No campo do melhoramento genético, tem-se intensificado o uso de marcadores genéticos para identificação e localização de genes envolvidos na expressão de características de interesse econômico. Esta técnica conhecida como QTL (Quantitative Trait Loci) permitirá a seleção de genótipos superiores pela análise do DNA dos reprodutores. A Tilápia é uma das espécies aquáticas que vem sendo estudas para localização de marcadores associados a genes envolvidos na taxa de crescimento, resistência ao frio, conversão alimentar, qualidade da carne, entre outros.
O tipo de DNA a ser utilizado e as técnicas a serem aplicadas (RFLP, AFLP, RAPD, VNTR) podem variar conforme a necessidade e infra-estrutura do laboratório. Os diversos níveis de variabilidade genética e suas características podem ser observadas na Tabela 1.
Perspectivas
A utilização racional dos diversos recursos biológicos provenientes dos ecossistemas aquáticos deve ser precedido de levantamentos sobre a situação das espécies atualmente utilizadas como também daquelas com futuro potencial.
Diversos peixes de nossa ictiofauna têm sido alvo de domesticação para fins de cultivo. Isto pode ser constatado pelos vários anúncios de venda de alevinos de matrinchã, piraputanga, pintado, surubim, etc. Tem-se retirado reprodutores destas espécies do meio ambiente e estudado seus hábitos alimentares, reprodução e comportamento em cativeiro. Porém, questões importantes tem sido freqüentemente esquecidas, tais como: a variabilidade populacional destas espécies no meio ambiente; sua distribuíção filo-geográfica; a captura ou não de reprodutores de uma mesma população; a origem das populações de peixes nativos cultivadas atualmente no Brasil, entre outras.

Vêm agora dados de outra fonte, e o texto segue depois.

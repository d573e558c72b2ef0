//! Special offers.

use axum::{
    Form, Json,
    extract::State,
    response::{IntoResponse, Response},
};
use premium_tech_core::{Notification, NotificationSink, Route};
use tracing::instrument;

use crate::error::{AppError, Result};
use crate::middleware::RequireShopper;
use crate::state::AppState;
use crate::toast::Toasts;
use crate::views::OffersView;

use super::{ProductForm, redirect, settle};

/// Display the offers.
#[instrument(skip_all)]
pub async fn show(
    State(state): State<AppState>,
    RequireShopper(arrival): RequireShopper,
) -> Response {
    if arrival.pending.is_some() {
        let shopper = settle(arrival);
        return redirect(&shopper.navigate(Route::Offers)).into_response();
    }

    Json(OffersView::new(&arrival.shopper, state.catalog())).into_response()
}

/// Add an offer to the cart.
///
/// The cart lives on the shop page, so the offer travels there as a pending
/// addition.
#[instrument(skip_all, fields(product_id = %form.product_id))]
pub async fn add_to_cart(
    State(state): State<AppState>,
    RequireShopper(arrival): RequireShopper,
    Form(form): Form<ProductForm>,
) -> Result<impl IntoResponse> {
    let offer = state
        .catalog()
        .find_offer(form.product_id)
        .ok_or_else(|| AppError::NotFound(format!("offer {}", form.product_id)))?;

    let mut toasts = Toasts::new();
    toasts.notify(Notification::added_to_cart(&offer.item));

    let navigation = settle(arrival).navigate_with_addition(Route::Shop, &offer.item);
    Ok((toasts, redirect(&navigation)))
}
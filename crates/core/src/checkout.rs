//! Checkout flow.
//!
//! ```text
//!   enter(bundle) ──► NoCartData ──► redirect to Shop
//!        │
//!        └──────────► FormEntry ──submit(form)──► Submitted ──► Shop, identity only
//!                        ▲              │
//!                        └── FormErrors ┘
//! ```
//!
//! No payment is taken and nothing about the order is kept.

use serde::{Deserialize, Serialize};
use thiserror::Error;

use crate::cart::{Cart, CartEntry};
use crate::navigation::{Navigation, NavigationBundle, NavigationError, Route};
use crate::notification::Notification;
use crate::types::{Email, Identity, Price};
use crate::wishlist::Wishlist;

/// Maximum characters accepted in the card number field.
pub const CARD_NUMBER_MAX_LEN: usize = 16;

/// Maximum characters accepted in the CVV field.
pub const CVV_MAX_LEN: usize = 3;

/// Shipping and payment details entered by the shopper.
#[derive(Debug, Clone, Default, Deserialize)]
pub struct CheckoutForm {
    #[serde(default)]
    pub name: String,
    #[serde(default)]
    pub email: String,
    #[serde(default)]
    pub address: String,
    #[serde(default)]
    pub city: String,
    #[serde(default)]
    pub zip_code: String,
    #[serde(default)]
    pub card_number: String,
    #[serde(default)]
    pub expiry_date: String,
    #[serde(default)]
    pub cvv: String,
}

/// What is wrong with a single form field.
#[derive(Debug, Clone, PartialEq, Eq, Error, Serialize)]
#[serde(tag = "kind", rename_all = "snake_case")]
pub enum FieldProblem {
    #[error("is required")]
    Required,
    #[error("must be at most {max} characters")]
    TooLong { max: usize },
    #[error("is invalid: {reason}")]
    Invalid { reason: String },
}

/// A problem with one named field.
#[derive(Debug, Clone, PartialEq, Eq, Error, Serialize)]
#[error("{field} {problem}")]
pub struct FieldError {
    pub field: &'static str,
    pub problem: FieldProblem,
}

/// Every problem found in a submitted form.
#[derive(Debug, Clone, PartialEq, Eq, Error, Serialize)]
#[error("{} checkout field(s) are invalid", .0.len())]
#[serde(transparent)]
pub struct FormErrors(Vec<FieldError>);

impl FormErrors {
    #[must_use]
    pub fn errors(&self) -> &[FieldError] {
        &self.0
    }

    /// Names of the offending fields, in form order.
    pub fn fields(&self) -> impl Iterator<Item = &'static str> + '_ {
        self.0.iter().map(|error| error.field)
    }
}

impl CheckoutForm {
    /// Check the form the way the checkout page's inputs constrain it: every
    /// field present, card number and CVV within length, email well formed.
    ///
    /// # Errors
    ///
    /// Returns [`FormErrors`] listing every failing field.
    pub fn validate(&self) -> Result<(), FormErrors> {
        let mut errors = Vec::new();
        let fields: [(&'static str, &str, Option<usize>); 8] = [
            ("name", &self.name, None),
            ("email", &self.email, None),
            ("address", &self.address, None),
            ("city", &self.city, None),
            ("zip_code", &self.zip_code, None),
            ("card_number", &self.card_number, Some(CARD_NUMBER_MAX_LEN)),
            ("expiry_date", &self.expiry_date, None),
            ("cvv", &self.cvv, Some(CVV_MAX_LEN)),
        ];

        for (field, value, max) in fields {
            let value = value.trim();
            let problem = if value.is_empty() {
                Some(FieldProblem::Required)
            } else if let Some(max) = max.filter(|&max| value.chars().count() > max) {
                Some(FieldProblem::TooLong { max })
            } else if field == "email" {
                Email::parse(value).err().map(|err| FieldProblem::Invalid {
                    reason: err.to_string(),
                })
            } else {
                None
            };

            if let Some(problem) = problem {
                errors.push(FieldError { field, problem });
            }
        }

        if errors.is_empty() {
            Ok(())
        } else {
            Err(FormErrors(errors))
        }
    }
}

/// Lines and total shown on the checkout page. Computed, never stored.
#[derive(Debug, Clone, PartialEq, Eq, Serialize)]
pub struct OrderSummary {
    pub line_items: Vec<CartEntry>,
    pub total: Price,
}

impl OrderSummary {
    #[must_use]
    pub fn from_cart(cart: &Cart) -> Self {
        Self {
            line_items: cart.entries().to_vec(),
            total: cart.iter().map(CartEntry::line_price).sum(),
        }
    }
}

/// Where a checkout visit currently stands.
#[derive(Debug)]
pub enum CheckoutPhase {
    /// Reached without cart data; the only way out is this redirect.
    NoCartData(Navigation),
    /// Showing the order and collecting shipping and payment details.
    FormEntry(CheckoutSession),
    /// Order placed.
    Submitted(CheckoutReceipt),
}

impl CheckoutPhase {
    /// Enter checkout with an incoming bundle.
    ///
    /// A missing or empty cart means there is nothing to check out, and the
    /// visit ends with a redirect to the Shop carrying whatever identity and
    /// wishlist arrived.
    #[must_use]
    pub fn enter(bundle: NavigationBundle) -> Self {
        let NavigationBundle {
            identity,
            cart,
            wishlist,
            pending_cart_addition: _,
        } = bundle;

        match cart.filter(|cart| !cart.is_empty()) {
            Some(cart) => Self::FormEntry(CheckoutSession {
                summary: OrderSummary::from_cart(&cart),
                identity,
                cart,
                wishlist: wishlist.unwrap_or_default(),
            }),
            None => Self::NoCartData(Navigation::new(
                NavigationError::MissingCartContext.fallback(),
                NavigationBundle {
                    identity,
                    cart: None,
                    wishlist,
                    pending_cart_addition: None,
                },
            )),
        }
    }
}

/// A checkout visit in the form-entry phase.
#[derive(Debug, Clone, PartialEq, Eq)]
pub struct CheckoutSession {
    identity: Option<Identity>,
    cart: Cart,
    wishlist: Wishlist,
    summary: OrderSummary,
}

/// A submission that failed validation, handing the session back.
#[derive(Debug)]
pub struct Rejected {
    pub session: CheckoutSession,
    pub errors: FormErrors,
}

impl CheckoutSession {
    #[must_use]
    pub const fn summary(&self) -> &OrderSummary {
        &self.summary
    }

    #[must_use]
    pub const fn identity(&self) -> Option<&Identity> {
        self.identity.as_ref()
    }

    /// Leave checkout without ordering, taking the whole state back.
    #[must_use]
    pub fn back_to_shop(&self) -> Navigation {
        Navigation::new(
            Route::Shop,
            NavigationBundle {
                identity: self.identity.clone(),
                cart: Some(self.cart.clone()),
                wishlist: Some(self.wishlist.clone()),
                pending_cart_addition: None,
            },
        )
    }

    /// Place the order.
    ///
    /// # Errors
    ///
    /// Returns [`Rejected`] with the untouched session when the form does
    /// not validate.
    pub fn submit(self, form: &CheckoutForm) -> Result<CheckoutReceipt, Box<Rejected>> {
        if let Err(errors) = form.validate() {
            return Err(Box::new(Rejected {
                session: self,
                errors,
            }));
        }

        Ok(CheckoutReceipt {
            notification: Notification::order_placed(),
            navigation: Navigation::new(
                Route::Shop,
                NavigationBundle {
                    identity: self.identity,
                    cart: None,
                    wishlist: None,
                    pending_cart_addition: None,
                },
            ),
            summary: self.summary,
        })
    }
}

impl From<CheckoutReceipt> for CheckoutPhase {
    fn from(receipt: CheckoutReceipt) -> Self {
        Self::Submitted(receipt)
    }
}

/// Outcome of a placed order.
#[derive(Debug)]
pub struct CheckoutReceipt {
    pub notification: Notification,
    /// Back to the Shop carrying only the identity.
    pub navigation: Navigation,
    pub summary: OrderSummary,
}

#[cfg(test)]
#[allow(clippy::unwrap_used)]
mod tests {
    use super::*;
    use crate::catalog::Catalog;
    use crate::navigation::Shopper;
    use crate::types::ProductId;

    fn valid_form() -> CheckoutForm {
        CheckoutForm {
            name: "Ada Lovelace".to_owned(),
            email: "ada@example.com".to_owned(),
            address: "12 Analytical Way".to_owned(),
            city: "London".to_owned(),
            zip_code: "N1 9GU".to_owned(),
            card_number: "4242424242424242".to_owned(),
            expiry_date: "12/30".to_owned(),
            cvv: "123".to_owned(),
        }
    }

    fn shopper_with_headphones() -> Shopper {
        let catalog = Catalog::builtin();
        let headphones = catalog.find(ProductId::new(1)).unwrap();
        let watch = catalog.find(ProductId::new(2)).unwrap();
        Shopper::new(Identity::new("ada@example.com").unwrap())
            .add_to_cart(headphones)
            .add_to_wishlist(watch)
    }

    fn enter_form(bundle: NavigationBundle) -> CheckoutSession {
        match CheckoutPhase::enter(bundle) {
            CheckoutPhase::FormEntry(session) => session,
            other => panic!("expected form entry, got {other:?}"),
        }
    }

    #[test]
    fn test_valid_form_passes() {
        assert!(valid_form().validate().is_ok());
    }

    #[test]
    fn test_empty_form_lists_every_field() {
        let errors = CheckoutForm::default().validate().unwrap_err();
        let fields: Vec<_> = errors.fields().collect();
        assert_eq!(
            fields,
            vec![
                "name",
                "email",
                "address",
                "city",
                "zip_code",
                "card_number",
                "expiry_date",
                "cvv"
            ]
        );
        assert!(
            errors
                .errors()
                .iter()
                .all(|error| error.problem == FieldProblem::Required)
        );
    }

    #[test]
    fn test_length_limits() {
        let form = CheckoutForm {
            card_number: "42424242424242424".to_owned(),
            cvv: "1234".to_owned(),
            ..valid_form()
        };
        let errors = form.validate().unwrap_err();
        assert_eq!(
            errors.errors(),
            &[
                FieldError {
                    field: "card_number",
                    problem: FieldProblem::TooLong { max: 16 },
                },
                FieldError {
                    field: "cvv",
                    problem: FieldProblem::TooLong { max: 3 },
                },
            ]
        );
    }

    #[test]
    fn test_blank_counts_as_missing() {
        let form = CheckoutForm {
            city: "   ".to_owned(),
            ..valid_form()
        };
        let errors = form.validate().unwrap_err();
        assert_eq!(errors.fields().collect::<Vec<_>>(), vec!["city"]);
    }

    #[test]
    fn test_invalid_email() {
        let form = CheckoutForm {
            email: "not-an-email".to_owned(),
            ..valid_form()
        };
        let errors = form.validate().unwrap_err();
        assert!(matches!(
            errors.errors()[0].problem,
            FieldProblem::Invalid { .. }
        ));
    }

    #[test]
    fn test_enter_without_cart_redirects_to_shop() {
        match CheckoutPhase::enter(NavigationBundle::empty()) {
            CheckoutPhase::NoCartData(navigation) => {
                assert_eq!(navigation.to, Route::Shop);
                assert!(navigation.bundle.identity.is_none());
            }
            other => panic!("expected NoCartData, got {other:?}"),
        }
    }

    #[test]
    fn test_enter_with_empty_cart_keeps_identity_on_redirect() {
        let identity = Identity::new("ada@example.com").unwrap();
        match CheckoutPhase::enter(NavigationBundle::signed_in(identity.clone())) {
            CheckoutPhase::NoCartData(navigation) => {
                assert_eq!(navigation.bundle.identity, Some(identity));
            }
            other => panic!("expected NoCartData, got {other:?}"),
        }
    }

    #[test]
    fn test_summary() {
        let session = enter_form(shopper_with_headphones().navigate(Route::Checkout).bundle);
        let summary = session.summary();
        assert_eq!(summary.line_items.len(), 1);
        assert_eq!(summary.total.display(), "$299.99");
    }

    #[test]
    fn test_submit_carries_only_identity() {
        let shopper = shopper_with_headphones();
        let session = enter_form(shopper.navigate(Route::Checkout).bundle);

        let receipt = session.submit(&valid_form()).unwrap();
        assert_eq!(receipt.notification.title, "Order Placed Successfully");
        assert_eq!(receipt.navigation.to, Route::Shop);
        assert_eq!(receipt.navigation.bundle.identity.as_ref(), Some(shopper.identity()));
        assert!(receipt.navigation.bundle.cart.is_none());
        assert!(receipt.navigation.bundle.wishlist.is_none());
        assert!(receipt.navigation.bundle.pending_cart_addition.is_none());
        assert!(matches!(
            CheckoutPhase::from(receipt),
            CheckoutPhase::Submitted(_)
        ));
    }

    #[test]
    fn test_rejected_submit_returns_session() {
        let session = enter_form(shopper_with_headphones().navigate(Route::Checkout).bundle);
        let before = session.clone();

        let rejected = session.submit(&CheckoutForm::default()).unwrap_err();
        assert_eq!(rejected.session, before);
        assert_eq!(rejected.errors.errors().len(), 8);
    }

    #[test]
    fn test_back_to_shop_forwards_everything() {
        let shopper = shopper_with_headphones();
        let session = enter_form(shopper.navigate(Route::Checkout).bundle);
        assert_eq!(session.back_to_shop(), shopper.navigate(Route::Shop));
    }
}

Outra área em que o uso de marcadores moleculares poderá ser de extrema utilidade está relacionada a programas de repovoamento em reservatórios formados por usinas hidroelétricas. Os diversos impactos sobre as populações de peixes nas diversas bacias brasileiras, devido a poluição, destruição de matas ciliares e assoreamento, aliam-se a construção de barragens, que impedem os peixes de completarem seu ciclo vital através da piracema.

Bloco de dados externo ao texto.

//! Security headers middleware.
//!
//! Every URL this service hands out carries shopper state in its query
//! string, so responses must never be cached, framed or leaked through a
//! `Referer`.

use axum::{
    extract::Request,
    http::{
        HeaderValue,
        header::{CACHE_CONTROL, REFERRER_POLICY, X_CONTENT_TYPE_OPTIONS, X_FRAME_OPTIONS},
    },
    middleware::Next,
    response::Response,
};

/// Add security headers to all responses.
///
/// Headers applied:
/// - `X-Frame-Options: DENY` - Prevent clickjacking
/// - `X-Content-Type-Options: nosniff` - Prevent MIME sniffing
/// - `Referrer-Policy: no-referrer` - Keep state tokens out of `Referer`
/// - `Cache-Control: no-store` - Keep state tokens out of caches
pub async fn security_headers_middleware(request: Request, next: Next) -> Response {
    let mut response = next.run(request).await;
    let headers = response.headers_mut();

    headers.insert(X_FRAME_OPTIONS, HeaderValue::from_static("DENY"));
    headers.insert(X_CONTENT_TYPE_OPTIONS, HeaderValue::from_static("nosniff"));
    headers.insert(REFERRER_POLICY, HeaderValue::from_static("no-referrer"));
    headers.insert(CACHE_CONTROL, HeaderValue::from_static("no-store"));

    response
}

O repovoamento de espécies nativas é uma exigência legal e realizado pelas várias centrais hidroelétricas. Todavia, as práticas de repovoamento não tem levado em consideração as diferenças genético-populacionais das espécies. Não basta apenas reproduzir o peixe e soltá-lo, é necessário saber o que se está soltando e onde.
Diversos são os caminhos para o uso da genética na Aqüicultura, seja por meio de melhoramento clássico, importante para formação de raças e linhagens mais produtivas, seja pelo uso das modernas ferramentas da biologia molecular. De qualquer forma, é de suma importância a união de todos os esforços no sentido de conhecer melhor nossos recursos genéticos aquáticos. Não se fala aqui de conhecimento pelo conhecimento, mas sim, da sobrevivência futura de muitas de nossas espécies.
Para informações gerais sobre o uso da Biologia Molecular na Pesca e Aqüicultura consultar Reviews in Fish Biology and Fisheries, Molecular Genetics in Fisheries vol.4 nº. 3 setembro 1994.